INPUT DATA —
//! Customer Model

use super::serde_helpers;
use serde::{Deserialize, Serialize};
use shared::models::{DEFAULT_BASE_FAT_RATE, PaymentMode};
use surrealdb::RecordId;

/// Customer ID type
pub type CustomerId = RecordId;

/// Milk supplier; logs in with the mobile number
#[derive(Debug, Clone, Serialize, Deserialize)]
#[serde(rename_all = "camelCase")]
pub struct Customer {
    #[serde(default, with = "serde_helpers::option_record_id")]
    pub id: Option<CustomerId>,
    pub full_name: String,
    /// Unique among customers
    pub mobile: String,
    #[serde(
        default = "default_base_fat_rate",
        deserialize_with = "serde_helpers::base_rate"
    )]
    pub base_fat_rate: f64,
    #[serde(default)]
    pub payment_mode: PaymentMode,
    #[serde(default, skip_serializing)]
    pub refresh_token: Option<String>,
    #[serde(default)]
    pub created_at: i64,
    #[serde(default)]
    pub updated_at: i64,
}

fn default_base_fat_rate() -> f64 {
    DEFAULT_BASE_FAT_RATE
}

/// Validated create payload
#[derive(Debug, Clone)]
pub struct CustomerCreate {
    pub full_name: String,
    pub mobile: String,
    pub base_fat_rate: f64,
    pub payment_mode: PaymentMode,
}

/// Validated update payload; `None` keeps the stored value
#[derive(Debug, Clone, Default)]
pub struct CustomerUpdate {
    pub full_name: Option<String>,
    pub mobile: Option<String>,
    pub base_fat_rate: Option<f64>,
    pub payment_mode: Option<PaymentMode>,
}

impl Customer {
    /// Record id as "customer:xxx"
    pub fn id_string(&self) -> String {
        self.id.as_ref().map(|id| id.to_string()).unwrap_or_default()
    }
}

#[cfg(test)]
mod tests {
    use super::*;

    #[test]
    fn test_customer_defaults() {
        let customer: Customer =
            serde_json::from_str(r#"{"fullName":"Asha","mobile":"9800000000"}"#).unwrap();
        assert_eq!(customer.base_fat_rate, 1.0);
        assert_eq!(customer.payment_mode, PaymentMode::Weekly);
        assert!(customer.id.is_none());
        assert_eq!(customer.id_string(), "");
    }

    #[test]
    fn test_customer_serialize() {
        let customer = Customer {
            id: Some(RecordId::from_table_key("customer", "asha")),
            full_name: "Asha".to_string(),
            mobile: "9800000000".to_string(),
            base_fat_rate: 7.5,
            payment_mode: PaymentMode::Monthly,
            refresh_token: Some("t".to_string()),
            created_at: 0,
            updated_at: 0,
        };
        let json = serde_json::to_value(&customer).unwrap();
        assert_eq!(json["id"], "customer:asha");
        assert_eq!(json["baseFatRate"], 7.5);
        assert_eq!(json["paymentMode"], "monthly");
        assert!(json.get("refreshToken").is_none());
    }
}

YOUR INSTRUCTIONS — Using the data above, reproduce exactly the lines from the line that contains "pub struct CustomerCreate" through the line that contains "let customer: Customer", including both.

OUTPUT OF THE TASK —
pub struct CustomerCreate {
    pub full_name: String,
    pub mobile: String,
    pub base_fat_rate: f64,
    pub payment_mode: PaymentMode,
}

/// Validated update payload; `None` keeps the stored value
#[derive(Debug, Clone, Default)]
pub struct CustomerUpdate {
    pub full_name: Option<String>,
    pub mobile: Option<String>,
    pub base_fat_rate: Option<f64>,
    pub payment_mode: Option<PaymentMode>,
}

impl Customer {
    /// Record id as "customer:xxx"
    pub fn id_string(&self) -> String {
        self.id.as_ref().map(|id| id.to_string()).unwrap_or_default()
    }
}

#[cfg(test)]
mod tests {
    use super::*;

    #[test]
    fn test_customer_defaults() {
        let customer: Customer =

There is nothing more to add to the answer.